The COI barcode technique was used to detect the presence of cryptic Uscana species as well as possible haplotypes (Herbert et al. 2003a, 2003b, 2004; Smith et al. 2005; Ratnasinham & Herbert 2007; Waugh 2007). Barcoding molecular gene analysis was carried out in 4 adult individuals from each of the 6 populations (Tables 1 and 3). DNA was extracted from each ethanol-preserved adult using the DNeasy Tissue Kit (Quiagen, Hilden, Germany). The whole adult body was put in a 180µL ATL buffer with 20µL proteinase K and incubated at 55 °C for 36 h. After incubation, total genomic DNA was extracted following the manufacturer's instructions. A DNA fragment of the mitochondrial cytochrome C oxidase subunit I (COI) gene was amplified using the polymerase chain reaction (PCR) with the primers LCO1490 and HC02198 (Folmer et al. 1994).
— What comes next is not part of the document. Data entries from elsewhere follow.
// src/rabbitmq/memory.rs
//! A topic-exchange broker living entirely in process memory.
//!
//! Mirrors the behavior the publisher and subscriber rely on from RabbitMQ:
//! exchange redeclare rules, server-named queues, wildcard bindings and
//! auto-ack delivery. Closing drops every queue, which ends every consumer
//! stream.

use std::collections::HashMap;
use std::sync::Mutex;

use async_trait::async_trait;
use futures::StreamExt;
use tokio::sync::mpsc;
use uuid::Uuid;

use super::broker::{Broker, Delivery, DeliveryStream, ExchangeOptions};
use super::errors::{RabbitMQError, Result};
use crate::routing::topic_matches;

#[derive(Default)]
struct State {
    closed: bool,
    exchanges: HashMap<String, ExchangeOptions>,
    queues: HashMap<String, QueueSlot>,
    bindings: Vec<Binding>,
    published: Vec<(String, Delivery)>,
}

struct QueueSlot {
    sender: mpsc::UnboundedSender<Delivery>,
    // Taken by the first consumer.
    receiver: Option<mpsc::UnboundedReceiver<Delivery>>,
}

struct Binding {
    exchange: String,
    pattern: String,
    queue: String,
}

#[derive(Default)]
pub struct InMemoryBroker {
    state: Mutex<State>,
}

impl InMemoryBroker {
    pub fn new() -> Self {
        Self::default()
    }

    /// Every publish accepted so far, as `(exchange, delivery)`.
    pub fn published(&self) -> Vec<(String, Delivery)> {
        self.with_state(|state| Ok(state.published.clone()))
            .unwrap_or_default()
    }

    pub fn queue_count(&self) -> usize {
        self.with_state(|state| Ok(state.queues.len()))
            .unwrap_or_default()
    }

    fn with_state<T>(&self, f: impl FnOnce(&mut State) -> Result<T>) -> Result<T> {
        let mut state = self
            .state
            .lock()
            .map_err(|_| RabbitMQError::Channel("Broker state lock poisoned".to_string()))?;
        f(&mut state)
    }

    fn open_state<T>(&self, f: impl FnOnce(&mut State) -> Result<T>) -> Result<T> {
        self.with_state(|state| {
            if state.closed {
                return Err(RabbitMQError::Channel("Channel is closed".to_string()));
            }
            f(state)
        })
    }
}

#[async_trait]
impl Broker for InMemoryBroker {
    async fn declare_exchange(&self, name: &str, options: ExchangeOptions) -> Result<()> {
        self.open_state(|state| match state.exchanges.get(name) {
            Some(existing) if *existing != options => Err(RabbitMQError::ExchangeConflict(format!(
                "PRECONDITION_FAILED - inequivalent arg for exchange '{}': declared {:?}, requested {:?}",
                name, existing, options
            ))),
            Some(_) => Ok(()),
            None => {
                state.exchanges.insert(name.to_string(), options);
                Ok(())
            }
        })
    }

    async fn declare_queue(&self) -> Result<String> {
        self.open_state(|state| {
            let name = format!("amq.gen-{}", Uuid::new_v4().simple());
            let (sender, receiver) = mpsc::unbounded_channel();
            state.queues.insert(
                name.clone(),
                QueueSlot {
                    sender,
                    receiver: Some(receiver),
                },
            );
            Ok(name)
        })
    }

    async fn bind_queue(&self, queue: &str, exchange: &str, pattern: &str) -> Result<()> {
        self.open_state(|state| {
            if !state.exchanges.contains_key(exchange) {
                return Err(RabbitMQError::Bind(format!(
                    "NOT_FOUND - no exchange '{}'",
                    exchange
                )));
            }
            if !state.queues.contains_key(queue) {
                return Err(RabbitMQError::Bind(format!("NOT_FOUND - no queue '{}'", queue)));
            }
            state.bindings.push(Binding {
                exchange: exchange.to_string(),
                pattern: pattern.to_string(),
                queue: queue.to_string(),
            });
            Ok(())
        })
    }

    async fn publish(&self, exchange: &str, routing_key: &str, body: &[u8]) -> Result<()> {
        self.open_state(|state| {
            if !state.exchanges.contains_key(exchange) {
                return Err(RabbitMQError::Publish(format!(
                    "NOT_FOUND - no exchange '{}'",
                    exchange
                )));
            }

            let delivery = Delivery {
                routing_key: routing_key.to_string(),
                body: body.to_vec(),
            };

            // A queue bound twice with matching patterns still gets one copy.
            let mut targets: Vec<&str> = state
                .bindings
                .iter()
                .filter(|b| b.exchange == exchange && topic_matches(&b.pattern, routing_key))
                .map(|b| b.queue.as_str())
                .collect();
            targets.sort_unstable();
            targets.dedup();

            for queue in targets {
                if let Some(slot) = state.queues.get(queue) {
                    // A dropped receiver means the consumer went away; auto-ack loses the message.
                    let _ = slot.sender.send(delivery.clone());
                }
            }

            state.published.push((exchange.to_string(), delivery));
            Ok(())
        })
    }

    async fn consume(&self, queue: &str) -> Result<DeliveryStream> {
        let mut receiver = self.open_state(|state| {
            let slot = state.queues.get_mut(queue).ok_or_else(|| {
                RabbitMQError::ConsumeRegistration(format!("NOT_FOUND - no queue '{}'", queue))
            })?;
            slot.receiver.take().ok_or_else(|| {
                RabbitMQError::ConsumeRegistration(format!(
                    "Queue '{}' already has a consumer",
                    queue
                ))
            })
        })?;

        let stream = futures::stream::poll_fn(move |cx| receiver.poll_recv(cx));
        Ok(stream.boxed())
    }

    async fn close(&self) -> Result<()> {
        self.with_state(|state| {
            state.closed = true;
            state.queues.clear();
            state.bindings.clear();
            Ok(())
        })
    }
}

#[cfg(test)]
mod tests {
    use super::*;

    #[tokio::test]
    async fn test_redeclare_rules() {
        let broker = InMemoryBroker::new();
        let options = ExchangeOptions::default();
        broker.declare_exchange("ex", options).await.unwrap();
        broker.declare_exchange("ex", options).await.unwrap();

        let transient = ExchangeOptions {
            durable: false,
            ..options
        };
        assert!(matches!(
            broker.declare_exchange("ex", transient).await,
            Err(RabbitMQError::ExchangeConflict(_))
        ));
    }

    #[tokio::test]
    async fn test_publish_routes_to_matching_queue_only() {
        let broker = InMemoryBroker::new();
        broker
            .declare_exchange("ex", ExchangeOptions::default())
            .await
            .unwrap();
        let hit = broker.declare_queue().await.unwrap();
        let miss = broker.declare_queue().await.unwrap();
        broker.bind_queue(&hit, "ex", "a.*.c").await.unwrap();
        broker.bind_queue(&miss, "ex", "x.#").await.unwrap();

        let mut hits = broker.consume(&hit).await.unwrap();
        let mut misses = broker.consume(&miss).await.unwrap();
        broker.publish("ex", "a.b.c", b"{}").await.unwrap();
        broker.close().await.unwrap();

        assert_eq!(hits.next().await.unwrap().routing_key, "a.b.c");
        assert!(hits.next().await.is_none());
        assert!(misses.next().await.is_none());
    }

    #[tokio::test]
    async fn test_publish_to_unknown_exchange_fails() {
        let broker = InMemoryBroker::new();
        assert!(matches!(
            broker.publish("nope", "a", b"{}").await,
            Err(RabbitMQError::Publish(_))
        ));
    }

    #[tokio::test]
    async fn test_second_consumer_on_queue_is_refused() {
        let broker = InMemoryBroker::new();
        let queue = broker.declare_queue().await.unwrap();
        let _first = broker.consume(&queue).await.unwrap();
        assert!(matches!(
            broker.consume(&queue).await,
            Err(RabbitMQError::ConsumeRegistration(_))
        ));
    }

    #[tokio::test]
    async fn test_close_is_idempotent_and_blocks_setup() {
        let broker = InMemoryBroker::new();
        broker.close().await.unwrap();
        broker.close().await.unwrap();
        assert!(broker.declare_queue().await.is_err());
    }
}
The template profile was as follows: 94.0 °C for 5 min; 35 cycles at 94.0 °C for 45 s, 48.0 °C for 45 s, and 72.0 °C for 90 s; and 72.0 °C for 8 min. PCR was performed in a reaction volume of 40 µL using 10 × EX Taq Buffer (Takara Bio, Tokyo, Japan), 0.2 mM each dNTP, 0.5 µM each primer, 0.5 U/µl EX Taq DNA polymerase (Takara Bio), and 0.2 µM temperate DNA. The PCR product was purified using Montage PCR (Millipore, Billerica, Massachusetts) and served as a template for cycle sequencing reactions with CEQ quick start mix (Beckman Coulter, Fullerton, California) following the manufacturer's instructions. After ethanol precipitation, the cycle sequencing products were sequenced using the CEQ8000 Genetic Analysis System (Beckman, Coulter). DNA sequences obtained in both directions were assembled and edited using ATGC version 4.0 (Genetyx, Tokyo, Japan). The assembled sequences were aligned manually and edited using Bioedit version 5.0.9 (Hall 1999). 531 base pairs of COI gene were compared for 4 Uscana individuals from each population in order to discern polymorphisms within them. The DNA sequences determined were deposited in the GenBank under the accession numbers AB600848-AB600921.

TABLE 1.

RECORDS OF GENE BANK ACCESSION NUMBERS, LOCALITIES, HOSTS, HOST-PLANTS, YEAR OF COLLECTION, GEOGRAPHICAL LOCATION, AND ALTITUDE OF USCANA POPULATIONS ANALYZED.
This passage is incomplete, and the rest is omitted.